使用 KQL 分析随时间变化的性能计数器

在此示例中,查询返回一段时间间隔的性能计数器值,该间隔在指定的结束时间前 30 分钟开始。

此示例使用累积性能计数器,例如 Total request countQuery optimizations/sec。 累积表示当 SQL 查询活动发生时,计数器值会不断增加。 此示例中查询计算每个样本中的计数器值与其上一样本中的值之间的差异或增量,以获取自上一个样本以来发生的请求数和优化数,然后将这些指标在时间图表中可视化。
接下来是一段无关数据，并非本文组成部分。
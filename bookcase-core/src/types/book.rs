//! The catalog entry type

use super::{AuthorId, GenreId};
use chrono::{DateTime, Datelike, Utc};
use serde::{Deserialize, Serialize};

/// One entry of the static catalog
#[derive(Debug, Clone, Serialize, Deserialize, PartialEq)]
pub struct BookRecord {
    /// Unique identifier within the catalog
    pub id: String,

    /// Book title
    pub title: String,

    /// Author reference into the author table
    pub author: AuthorId,

    /// Cover image URI
    pub image: String,

    /// Genre references into the genre table (never empty)
    pub genres: Vec<GenreId>,

    /// Book description/summary
    #[serde(default)]
    pub description: String,

    /// Publication date
    pub published: DateTime<Utc>,
}

impl BookRecord {
    /// Create a record with the required fields
    pub fn new(
        id: impl Into<String>,
        title: impl Into<String>,
        author: impl Into<AuthorId>,
        published: DateTime<Utc>,
    ) -> Self {
        Self {
            id: id.into(),
            title: title.into(),
            author: author.into(),
            image: String::new(),
            genres: Vec::new(),
            description: String::new(),
            published,
        }
    }

    /// Add a genre
    pub fn with_genre(mut self, genre: impl Into<GenreId>) -> Self {
        self.genres.push(genre.into());
        self
    }

    /// Set the cover image URI
    pub fn with_image(mut self, image: impl Into<String>) -> Self {
        self.image = image.into();
        self
    }

    /// Set description
    pub fn with_description(mut self, description: impl Into<String>) -> Self {
        self.description = description.into();
        self
    }

    /// Year of publication
    pub fn year(&self) -> i32 {
        self.published.year()
    }

    pub fn has_genre(&self, genre: &GenreId) -> bool {
        self.genres.contains(genre)
    }
}
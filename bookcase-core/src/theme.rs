//! Light/dark theme preference

use crate::error::PreferenceError;
use serde::{Deserialize, Serialize};
use std::fmt;
use std::str::FromStr;

/// Colour theme
#[derive(Debug, Clone, Copy, Serialize, Deserialize, PartialEq, Eq, Default)]
#[serde(rename_all = "lowercase")]
pub enum Theme {
    /// Dark text on a light background
    #[default]
    Day,

    /// Light text on a dark background
    Night,
}

impl Theme {
    /// Decide the theme to display
    ///
    /// An explicit request wins over the stored preference. A host that
    /// prefers a dark colour scheme always gets Night.
    pub fn resolve(requested: Option<Theme>, stored: Option<Theme>, prefers_dark: bool) -> Theme {
        if prefers_dark || requested.or(stored) == Some(Theme::Night) {
            Theme::Night
        } else {
            Theme::Day
        }
    }

    pub fn as_str(self) -> &'static str {
        match self {
            Theme::Day => "day",
            Theme::Night => "night",
        }
    }
}

impl fmt::Display for Theme {
    fn fmt(&self, f: &mut fmt::Formatter<'_>) -> fmt::Result {
        f.write_str(self.as_str())
    }
}

impl FromStr for Theme {
    type Err = PreferenceError;

    fn from_str(s: &str) -> Result<Self, Self::Err> {
        match s.trim() {
            "day" => Ok(Theme::Day),
            "night" => Ok(Theme::Night),
            other => Err(PreferenceError::InvalidTheme(other.to_string())),
        }
    }
}

#[cfg(test)]
mod tests {
    use super::*;

    #[test]
    fn test_parse() {
        assert_eq!("day".parse::<Theme>().unwrap(), Theme::Day);
        assert_eq!(" night\n".parse::<Theme>().unwrap(), Theme::Night);
        assert!(matches!(
            "dusk".parse::<Theme>(),
            Err(PreferenceError::InvalidTheme(t)) if t == "dusk"
        ));
    }

    #[test]
    fn test_resolve() {
        assert_eq!(Theme::resolve(None, None, false), Theme::Day);
        assert_eq!(Theme::resolve(None, Some(Theme::Night), false), Theme::Night);
        assert_eq!(Theme::resolve(Some(Theme::Day), Some(Theme::Night), false), Theme::Day);
        assert_eq!(Theme::resolve(Some(Theme::Day), None, true), Theme::Night);
    }

    #[test]
    fn test_serde_lowercase() {
        assert_eq!(serde_json::to_string(&Theme::Night).unwrap(), "\"night\"");
        let theme: Theme = serde_json::from_str("\"day\"").unwrap();
        assert_eq!(theme, Theme::Day);
    }
}
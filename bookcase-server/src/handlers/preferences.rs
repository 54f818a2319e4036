//! Theme preference handlers

use crate::state::AppState;
use axum::{
    extract::{Query, State},
    http::StatusCode,
    Json,
};
use bookcase_core::storage::{load_theme, save_theme, PreferenceStore};
use bookcase_core::{PreferenceError, Theme};
use serde::{Deserialize, Serialize};
use std::sync::Arc;

#[derive(Debug, Deserialize)]
pub struct ThemeQuery {
    /// Whether the client prefers a dark colour scheme
    #[serde(default)]
    pub prefers_dark: bool,
}

#[derive(Debug, Deserialize)]
pub struct ThemeRequest {
    pub theme: String,
}

#[derive(Debug, Serialize)]
pub struct ThemeResponse {
    pub theme: Theme,
}

/// Run a blocking store operation off the async worker threads
async fn with_store<T, F>(store: Arc<dyn PreferenceStore>, op: F) -> Result<T, PreferenceError>
where
    T: Send + 'static,
    F: FnOnce(&dyn PreferenceStore) -> Result<T, PreferenceError> + Send + 'static,
{
    tokio::task::spawn_blocking(move || op(store.as_ref()))
        .await
        .map_err(|e| PreferenceError::Backend(e.to_string()))?
}

/// Get the effective theme
pub async fn get_theme(
    State(state): State<AppState>,
    Query(query): Query<ThemeQuery>,
) -> Json<ThemeResponse> {
    let stored = with_store(state.preferences.clone(), load_theme)
        .await
        .unwrap_or_else(|e| {
            tracing::warn!("Ignoring unreadable theme preference: {}", e);
            None
        });

    Json(ThemeResponse {
        theme: Theme::resolve(None, stored, query.prefers_dark),
    })
}

/// Save a new theme
///
/// The saved value is the resolved one, so a client preferring a dark scheme
/// always stores Night.
pub async fn put_theme(
    State(state): State<AppState>,
    Query(query): Query<ThemeQuery>,
    Json(request): Json<ThemeRequest>,
) -> Result<Json<ThemeResponse>, (StatusCode, String)> {
    let requested: Theme = request
        .theme
        .parse()
        .map_err(|e: PreferenceError| (StatusCode::BAD_REQUEST, e.to_string()))?;
    let theme = Theme::resolve(Some(requested), None, query.prefers_dark);

    with_store(state.preferences.clone(), move |store| save_theme(store, theme))
        .await
        .map_err(|e| {
            tracing::error!("Failed to save theme: {}", e);
            (StatusCode::INTERNAL_SERVER_ERROR, e.to_string())
        })?;

    Ok(Json(ThemeResponse { theme }))
}
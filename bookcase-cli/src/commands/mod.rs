//! CLI command implementations

mod list;
mod lookup;
mod show;
mod theme;

pub use list::list;
pub use lookup::{authors, genres};
pub use show::show;
pub use theme::theme;

use anyhow::{Context, Result};
use bookcase_core::{Catalog, CatalogConfig};

/// Load the configured catalog with a readable error
fn load_catalog(config: &CatalogConfig) -> Result<Catalog> {
    config.load_catalog().with_context(|| match &config.catalog_path {
        Some(path) => format!("Failed to load catalog: {}", path.display()),
        None => "Failed to load bundled catalog".to_string(),
    })
}
//! Identifier newtypes for catalog lookups

use serde::{Deserialize, Serialize};
use std::fmt;

/// Identifier of an author in the author lookup table
#[derive(Debug, Clone, PartialEq, Eq, PartialOrd, Ord, Hash, Serialize, Deserialize)]
#[serde(transparent)]
pub struct AuthorId(String);

/// Identifier of a genre in the genre lookup table
#[derive(Debug, Clone, PartialEq, Eq, PartialOrd, Ord, Hash, Serialize, Deserialize)]
#[serde(transparent)]
pub struct GenreId(String);

macro_rules! string_id {
    ($name:ident) => {
        impl $name {
            pub fn new(id: impl Into<String>) -> Self {
                Self(id.into())
            }

            pub fn as_str(&self) -> &str {
                &self.0
            }
        }

        impl fmt::Display for $name {
            fn fmt(&self, f: &mut fmt::Formatter<'_>) -> fmt::Result {
                f.write_str(&self.0)
            }
        }

        impl From<&str> for $name {
            fn from(id: &str) -> Self {
                Self::new(id)
            }
        }

        impl From<String> for $name {
            fn from(id: String) -> Self {
                Self(id)
            }
        }
    };
}

string_id!(AuthorId);
string_id!(GenreId);

#[cfg(test)]
mod tests {
    use super::*;

    #[test]
    fn test_ids_serialize_as_plain_strings() {
        let json = serde_json::to_string(&AuthorId::new("austen")).unwrap();
        assert_eq!(json, "\"austen\"");

        let genre: GenreId = serde_json::from_str("\"romance\"").unwrap();
        assert_eq!(genre.as_str(), "romance");
    }
}
//! Bookcase Core Library
//!
//! This crate provides the catalog types and browsing logic for Bookcase.
//! A static book collection is filtered by title, author and genre into a
//! [`ViewState`], which is then paged through in fixed-size windows.

pub mod catalog;
pub mod config;
pub mod error;
pub mod filter;
pub mod storage;
pub mod theme;
pub mod types;
pub mod view;

pub use catalog::Catalog;
pub use config::CatalogConfig;
pub use error::{CatalogError, LoadError, PreferenceError, Result};
pub use filter::{FilterCriteria, Selection};
pub use theme::Theme;
pub use types::{AuthorId, BookDetail, BookPreview, BookRecord, GenreId, NameTable, PageSize};
pub use view::{ViewState, NO_RESULTS_MESSAGE};

#[cfg(test)]
mod tests {
    use super::*;

    #[test]
    fn test_sample_catalog_browsing() {
        let catalog = Catalog::sample().unwrap();
        let view = ViewState::initial(&catalog);
        assert_eq!(view.matches().len(), catalog.len());
        assert_eq!(view.page(), 1);
    }
}
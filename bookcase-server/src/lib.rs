//! Bookcase Server Library
//!
//! This module exports the server components for testing and reuse.

pub mod handlers;
pub mod routes;
pub mod state;
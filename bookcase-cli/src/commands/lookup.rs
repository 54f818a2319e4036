//! Author and genre listing

use super::load_catalog;
use anyhow::Result;
use bookcase_core::CatalogConfig;

/// Print every author as `id<TAB>name`
pub fn authors(config: &CatalogConfig) -> Result<()> {
    let catalog = load_catalog(config)?;
    for (id, name) in catalog.authors().entries() {
        println!("{}\t{}", id, name);
    }
    Ok(())
}

/// Print every genre as `id<TAB>name`
pub fn genres(config: &CatalogConfig) -> Result<()> {
    let catalog = load_catalog(config)?;
    for (id, name) in catalog.genres().entries() {
        println!("{}\t{}", id, name);
    }
    Ok(())
}
//! Configuration loading from disk and the environment.

use std::fs;
use std::path::Path;

use crate::config::schema::{CredentialsConfig, GuardConfig};
use crate::config::validation::{validate_config, ValidationError};

/// Error type for configuration loading.
#[derive(Debug)]
pub enum ConfigError {
    Io(std::io::Error),
    Parse(toml::de::Error),
    Validation(Vec<ValidationError>),
}

impl std::fmt::Display for ConfigError {
    fn fmt(&self, f: &mut std::fmt::Formatter<'_>) -> std::fmt::Result {
        match self {
            ConfigError::Io(e) => write!(f, "IO error: {}", e),
            ConfigError::Parse(e) => write!(f, "Parse error: {}", e),
            ConfigError::Validation(errors) => {
                write!(f, "Validation failed: ")?;
                for (i, err) in errors.iter().enumerate() {
                    if i > 0 {
                        write!(f, ", ")?;
                    }
                    write!(f, "{}", err)?;
                }
                Ok(())
            }
        }
    }
}

impl std::error::Error for ConfigError {}

/// Load a TOML file, merge environment credentials, and validate.
pub fn load_config(path: &Path) -> Result<GuardConfig, ConfigError> {
    let content = fs::read_to_string(path).map_err(ConfigError::Io)?;
    let config = parse_config(&content, |name| std::env::var(name).ok())?;
    tracing::info!(path = %path.display(), "Configuration loaded");
    Ok(config)
}

/// Parse `content`, resolving numbered credential entries through `lookup`.
pub fn parse_config<F>(content: &str, lookup: F) -> Result<GuardConfig, ConfigError>
where
    F: Fn(&str) -> Option<String>,
{
    let mut config: GuardConfig = toml::from_str(content).map_err(ConfigError::Parse)?;
    config.credentials.keys = collect_credentials(&config.credentials, lookup);
    validate_config(&config).map_err(ConfigError::Validation)?;
    Ok(config)
}

/// Inline keys followed by `PREFIX`, `PREFIX1` ..= `PREFIX{max_numbered}`.
///
/// Blank entries and duplicates are skipped; first occurrence wins.
pub fn collect_credentials<F>(config: &CredentialsConfig, lookup: F) -> Vec<String>
where
    F: Fn(&str) -> Option<String>,
{
    let mut keys: Vec<String> = Vec::new();
    let mut push = |raw: String| {
        let key = raw.trim().to_string();
        if !key.is_empty() && !keys.contains(&key) {
            keys.push(key);
        }
    };

    for key in &config.keys {
        push(key.clone());
    }

    if let Some(prefix) = &config.env_prefix {
        let names = std::iter::once(prefix.clone())
            .chain((1..=config.max_numbered).map(|n| format!("{prefix}{n}")));
        for name in names {
            if let Some(value) = lookup(&name) {
                push(value);
            }
        }
    }

    tracing::debug!(count = keys.len(), "Collected credentials");
    keys
}
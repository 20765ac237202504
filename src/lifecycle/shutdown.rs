//! Shutdown coordination for the daemon.

use tokio::sync::watch;

/// Coordinator for graceful shutdown.
///
/// Long-running tasks hold a [`ShutdownListener`] and stop when it fires.
#[derive(Debug)]
pub struct Shutdown {
    tx: watch::Sender<bool>,
}

impl Shutdown {
    pub fn new() -> Self {
        let (tx, _) = watch::channel(false);
        Self { tx }
    }

    pub fn subscribe(&self) -> ShutdownListener {
        ShutdownListener {
            rx: self.tx.subscribe(),
        }
    }

    /// Fire the signal. Idempotent.
    pub fn trigger(&self) {
        if !self.tx.send_replace(true) {
            tracing::info!(listeners = self.tx.receiver_count(), "Shutdown triggered");
        }
    }

    pub fn is_triggered(&self) -> bool {
        *self.tx.borrow()
    }

    /// Listeners still alive.
    pub fn receiver_count(&self) -> usize {
        self.tx.receiver_count()
    }
}

impl Default for Shutdown {
    fn default() -> Self {
        Self::new()
    }
}

/// Receiving half handed to each task.
#[derive(Debug, Clone)]
pub struct ShutdownListener {
    rx: watch::Receiver<bool>,
}

impl ShutdownListener {
    /// Resolves once shutdown has been triggered (or the coordinator is gone).
    pub async fn recv(&mut self) {
        let _ = self.rx.wait_for(|triggered| *triggered).await;
    }
}
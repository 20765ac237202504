use std::sync::{Arc, OnceLock};
use std::time::Instant;

use serde::Serialize;
use serde_json::Value;
use thiserror::Error;

use crate::cache::{CacheStats, TtlCache};
use crate::clock::{self, Clock};
use crate::config::GuardConfig;
use crate::credentials::{CredentialPool, CredentialPoolStats};
use crate::guard::{Downstream, ProtectedCaller};
use crate::observability::metrics;
use crate::registry::{Registry, RegistryStats};

static GLOBAL: OnceLock<Arc<ControlPlane>> = OnceLock::new();

/// A control plane was already installed for this process.
#[derive(Debug, Clone, Copy, PartialEq, Eq, Error)]
#[error("control plane already installed")]
pub struct AlreadyInstalled;

/// Everything the admin endpoint reports.
#[derive(Debug, Clone, Serialize)]
pub struct ControlPlaneStats {
    pub uptime_secs: f64,
    pub credentials: CredentialPoolStats,
    #[serde(flatten)]
    pub scopes: RegistryStats,
    pub cache: Option<CacheStats>,
}

/// The shared credential pool, scope registry and result cache.
#[derive(Debug)]
pub struct ControlPlane {
    config: GuardConfig,
    pool: Arc<CredentialPool>,
    registry: Registry,
    cache: Option<Arc<TtlCache<String, Value>>>,
    clock: Arc<dyn Clock>,
    started_at: Instant,
}

impl ControlPlane {
    pub fn new(config: GuardConfig) -> Self {
        Self::with_clock(config, clock::system())
    }

    pub fn with_clock(config: GuardConfig, clock: Arc<dyn Clock>) -> Self {
        let pool = Arc::new(CredentialPool::new(config.credentials.keys.iter().map(String::as_str)));
        let registry = Registry::with_clock(
            config.rate_limit.clone(),
            config.circuit_breaker.clone(),
            Arc::clone(&clock),
        );
        let cache = config.cache.enabled.then(|| {
            Arc::new(TtlCache::with_clock(
                config.cache.ttl(),
                config.cache.max_size,
                Arc::clone(&clock),
            ))
        });
        let started_at = clock.now();

        tracing::info!(
            credentials = pool.len(),
            cache_enabled = cache.is_some(),
            "Control plane ready"
        );

        Self {
            config,
            pool,
            registry,
            cache,
            clock,
            started_at,
        }
    }

    /// Build the process-wide instance. Only the first call succeeds.
    pub fn install(config: GuardConfig) -> Result<Arc<ControlPlane>, AlreadyInstalled> {
        let plane = Arc::new(Self::new(config));
        GLOBAL.set(Arc::clone(&plane)).map_err(|_| AlreadyInstalled)?;
        Ok(plane)
    }

    /// The process-wide instance, if [`install`](Self::install) has run.
    pub fn global() -> Option<Arc<ControlPlane>> {
        GLOBAL.get().cloned()
    }

    /// A protected caller for `scope`, wired to the shared primitives.
    pub fn caller<D: Downstream>(&self, scope: &str, downstream: D) -> ProtectedCaller<D> {
        let caller = ProtectedCaller::new(
            downstream,
            Arc::clone(&self.pool),
            self.registry.limiter(scope),
            self.registry.breaker(scope),
        )
        .with_quota_tracker(self.registry.quota(scope))
        .with_acquire_timeout(self.config.rate_limit.acquire_timeout())
        .with_retry(self.config.retries.policy());

        match &self.cache {
            Some(cache) => caller.with_cache(Arc::clone(cache), None),
            None => caller,
        }
    }

    pub fn config(&self) -> &GuardConfig {
        &self.config
    }

    pub fn pool(&self) -> &Arc<CredentialPool> {
        &self.pool
    }

    pub fn registry(&self) -> &Registry {
        &self.registry
    }

    pub fn cache(&self) -> Option<&Arc<TtlCache<String, Value>>> {
        self.cache.as_ref()
    }

    pub fn stats(&self) -> ControlPlaneStats {
        ControlPlaneStats {
            uptime_secs: self.clock.now().saturating_duration_since(self.started_at).as_secs_f64(),
            credentials: self.pool.stats(),
            scopes: self.registry.all_stats(),
            cache: self.cache.as_ref().map(|c| c.stats()),
        }
    }

    /// Sweep expired cache entries and refresh gauges. Returns entries removed.
    pub fn run_maintenance(&self) -> usize {
        let removed = match &self.cache {
            Some(cache) => {
                let removed = cache.cleanup_expired();
                metrics::record_cache_size(cache.len());
                removed
            }
            None => 0,
        };
        for breaker in self.registry.all_stats().breakers {
            metrics::record_circuit_state(&breaker.name, breaker.state);
        }
        tracing::debug!(removed, "Maintenance pass complete");
        removed
    }
}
let logicalServer = @"your-server-name";
let databaseName = @"your-database-name";
let replicaType = "Primary";
let endTime = datetime("2023-12-19 22:10:00");
let startTime = endTime - 30m;
sqldb_database_performance_counters_common
| where sample_time_utc between (startTime .. endTime)
| where logical_server_name =~ logicalServer
| where database_name =~ databaseName
| where replica_type =~ replicaType
| where cntr_type == 272696576 // restrict to cumulative counters
| where object_name =~ "Workload Group Stats" and counter_name in ("Total request count","Query optimizations/sec")
| project replica_id, sample_time_utc, object_name, counter_name, cntr_value
| sort by replica_id asc, counter_name asc, sample_time_utc asc
| extend delta_cntr_value = iif(cntr_value >= prev(cntr_value) and counter_name == prev(counter_name) and replica_id == prev(replica_id), cntr_value - prev(cntr_value), real(null)),
         delta_sample_time_utc = iif(sample_time_utc >= prev(sample_time_utc), datetime_diff("Millisecond", sample_time_utc, prev(sample_time_utc)), long(null))
| where isnotempty(delta_sample_time_utc)
| extend value = delta_cntr_value / delta_sample_time_utc * 1000
| summarize requests_per_sec = take_anyif(value, counter_name =~ "Total request count"),
            query_optimizations_per_sec = take_anyif(value, counter_name =~ "Query optimizations/sec")
            by sample_time_utc
| sort by sample_time_utc desc
| project sample_time_utc, requests_per_sec, query_optimizations_per_sec
| render timechart;

以下示例适用于报告最近观察到的值(例如 Active memory grants countPending memory grants countProcesses blocked)的时间点性能计数器。 时间间隔为过去 30 分钟。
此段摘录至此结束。